EL SIGNIFICANTE VACÍO

La discusión en torno a La cordillera parece darse en torno a previsibles dicotomías, narrativas y políticas. Por un lado, se dice que son en verdad dos películas (o una atravesada por una subtrama con final abierto). Por otra parte, se la rechaza por distintas hipótesis sobre a quién representa el protagonista, caracterizándola como “kirchnerista” (porque presenta una imagen oscura de un presidente de ojos azules sin pasado político) o “macrista” (porque su previsible moraleja es la cómplice rendición ante el poder). Ambas “grietas” obedecen a la misma lectura equívoca, que la película misma habilita en su necesidad de (para decirlo en sus términos) quedar bien con Dios y con el Diablo.
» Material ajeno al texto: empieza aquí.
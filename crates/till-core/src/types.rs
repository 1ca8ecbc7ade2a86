//! # Reference Data Types
//!
//! Read-only records supplied by the catalog providers.
//!
//! ## Type Overview
//! ```text
//! ┌─────────────────────────────────────────────────────────────────────────┐
//! │                       Reference Data                                    │
//! │                                                                         │
//! │  ┌─────────────────────┐        ┌─────────────────────────────┐        │
//! │  │    CatalogItem      │        │         Promotion           │        │
//! │  │  ─────────────────  │        │  ─────────────────────────  │        │
//! │  │  barcode            │◄───────│  type  BUY_TWO_GET_ONE_FREE │        │
//! │  │  name   "雪碧"      │        │  barcodes [ITEM000001, ...] │        │
//! │  │  unit   "瓶"        │        └─────────────────────────────┘        │
//! │  │  price_cents 300    │                                               │
//! │  └─────────────────────┘                                               │
//! └─────────────────────────────────────────────────────────────────────────┘
//! ```
//!
//! Both are loaded once per run and never mutated.

use rust_decimal::prelude::ToPrimitive;
use rust_decimal::Decimal;
use serde::{Deserialize, Serialize};
use std::fmt;
use std::str::FromStr;

use crate::error::ValidationError;
use crate::money::Money;

// =============================================================================
// Catalog Item
// =============================================================================

/// An item that can be scanned at the till.
///
/// Item files may give the price either as `price_cents` (`300`) or as a
/// decimal `price` (`3.00` or `"3.00"`); it is always written back as
/// `price_cents`.
#[derive(Debug, Clone, PartialEq, Eq, Serialize, Deserialize)]
#[serde(try_from = "RawCatalogItem")]
pub struct CatalogItem {
    /// Barcode printed on the item (business identifier).
    pub barcode: String,

    /// Display name shown on the receipt.
    pub name: String,

    /// Unit of sale shown after the quantity (瓶, 斤, 袋...).
    pub unit: String,

    /// Unit price in cents (smallest currency unit).
    pub price_cents: i64,
}

impl CatalogItem {
    /// Creates a catalog item.
    pub fn new(
        barcode: impl Into<String>,
        name: impl Into<String>,
        unit: impl Into<String>,
        price: Money,
    ) -> Self {
        CatalogItem {
            barcode: barcode.into(),
            name: name.into(),
            unit: unit.into(),
            price_cents: price.cents(),
        }
    }

    /// Returns the unit price as a Money type.
    #[inline]
    pub fn price(&self) -> Money {
        Money::from_cents(self.price_cents)
    }
}

/// Wire form of [`CatalogItem`] before the price is resolved.
#[derive(Deserialize)]
struct RawCatalogItem {
    barcode: String,
    name: String,
    unit: String,
    price_cents: Option<i64>,
    price: Option<DecimalPrice>,
}

#[derive(Deserialize)]
#[serde(untagged)]
enum DecimalPrice {
    Number(f64),
    Text(String),
}

impl DecimalPrice {
    fn to_cents(&self) -> Result<i64, ValidationError> {
        let text = match self {
            DecimalPrice::Number(n) => n.to_string(),
            DecimalPrice::Text(s) => s.trim().to_string(),
        };
        let invalid = |reason: String| ValidationError::InvalidFormat {
            field: "price".to_string(),
            reason,
        };

        let value = Decimal::from_str(&text)
            .map_err(|_| invalid(format!("'{}' is not a decimal amount", text)))?
            .normalize();
        if value.scale() > 2 {
            return Err(invalid(format!("'{}' has fractions of a cent", text)));
        }

        value
            .checked_mul(Decimal::ONE_HUNDRED)
            .and_then(|cents| cents.to_i64())
            .ok_or_else(|| invalid(format!("'{}' is out of range", text)))
    }
}

impl TryFrom<RawCatalogItem> for CatalogItem {
    type Error = ValidationError;

    fn try_from(raw: RawCatalogItem) -> Result<Self, Self::Error> {
        let price_cents = match (raw.price_cents, &raw.price) {
            (Some(cents), None) => cents,
            (None, Some(price)) => price.to_cents()?,
            (Some(_), Some(_)) => {
                return Err(ValidationError::InvalidFormat {
                    field: "price".to_string(),
                    reason: "give either price or price_cents, not both".to_string(),
                })
            }
            (None, None) => {
                return Err(ValidationError::Required {
                    field: "price".to_string(),
                })
            }
        };

        Ok(CatalogItem {
            barcode: raw.barcode,
            name: raw.name,
            unit: raw.unit,
            price_cents,
        })
    }
}

// =============================================================================
// Promotion Kind
// =============================================================================

/// Promotion rules the pricing engine understands.
#[derive(Debug, Clone, Copy, PartialEq, Eq, Hash)]
pub enum PromotionKind {
    /// Every complete group of three units has one unit free.
    BuyTwoGetOneFree,
}

impl PromotionKind {
    /// Returns the wire name used in promotion catalogs.
    pub const fn as_str(&self) -> &'static str {
        match self {
            PromotionKind::BuyTwoGetOneFree => "BUY_TWO_GET_ONE_FREE",
        }
    }
}

impl fmt::Display for PromotionKind {
    fn fmt(&self, f: &mut fmt::Formatter<'_>) -> fmt::Result {
        f.write_str(self.as_str())
    }
}

impl FromStr for PromotionKind {
    type Err = ValidationError;

    fn from_str(s: &str) -> Result<Self, Self::Err> {
        match s {
            "BUY_TWO_GET_ONE_FREE" => Ok(PromotionKind::BuyTwoGetOneFree),
            other => Err(ValidationError::InvalidFormat {
                field: "promotion type".to_string(),
                reason: format!("unknown promotion type '{}'", other),
            }),
        }
    }
}

// =============================================================================
// Promotion
// =============================================================================

/// A promotion rule descriptor.
///
/// `kind` is kept as the raw string so catalogs may carry promotion types
/// this build does not know about; they are simply never selected.
#[derive(Debug, Clone, PartialEq, Eq, Serialize, Deserialize)]
pub struct Promotion {
    /// Promotion type name, e.g. `BUY_TWO_GET_ONE_FREE`.
    #[serde(rename = "type")]
    pub kind: String,

    /// Barcodes eligible for this promotion.
    #[serde(default)]
    pub barcodes: Vec<String>,
}

impl Promotion {
    /// Creates a promotion of a known kind.
    pub fn new<I, S>(kind: PromotionKind, barcodes: I) -> Self
    where
        I: IntoIterator<Item = S>,
        S: Into<String>,
    {
        Promotion {
            kind: kind.as_str().to_string(),
            barcodes: barcodes.into_iter().map(Into::into).collect(),
        }
    }

    /// Returns the parsed kind, or `None` for unrecognized types.
    pub fn kind(&self) -> Option<PromotionKind> {
        self.kind.parse().ok()
    }

    /// Checks whether a barcode is eligible for this promotion.
    pub fn covers(&self, barcode: &str) -> bool {
        self.barcodes.iter().any(|b| b == barcode)
    }
}

// =============================================================================
// Unit Tests
// =============================================================================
Esa buscada ambigüedad narrativa / política podría ser vista como representación del “significante vacío” de Laclau (una nominación abierta que puede dar cuenta de todas las demandas en un momento particular), pero sería otro modo de profundizar el equívoco: sin duda el personaje del presidente Blanco juega ya desde su nombre con ese deslizamiento paradigmático que la película propone y depone cíclicamente (thriller político o fantástico, populismo de izquierda o derecha). En verdad ese vaivén no es más que un juego de alusiones que no dejan de jugar con la referencialidad: no hay significante “flotante” sino indeterminación (al menos hasta el evidente cumplimiento del pacto fáustico que es, en todo sentido, la verdadera cumbre del film).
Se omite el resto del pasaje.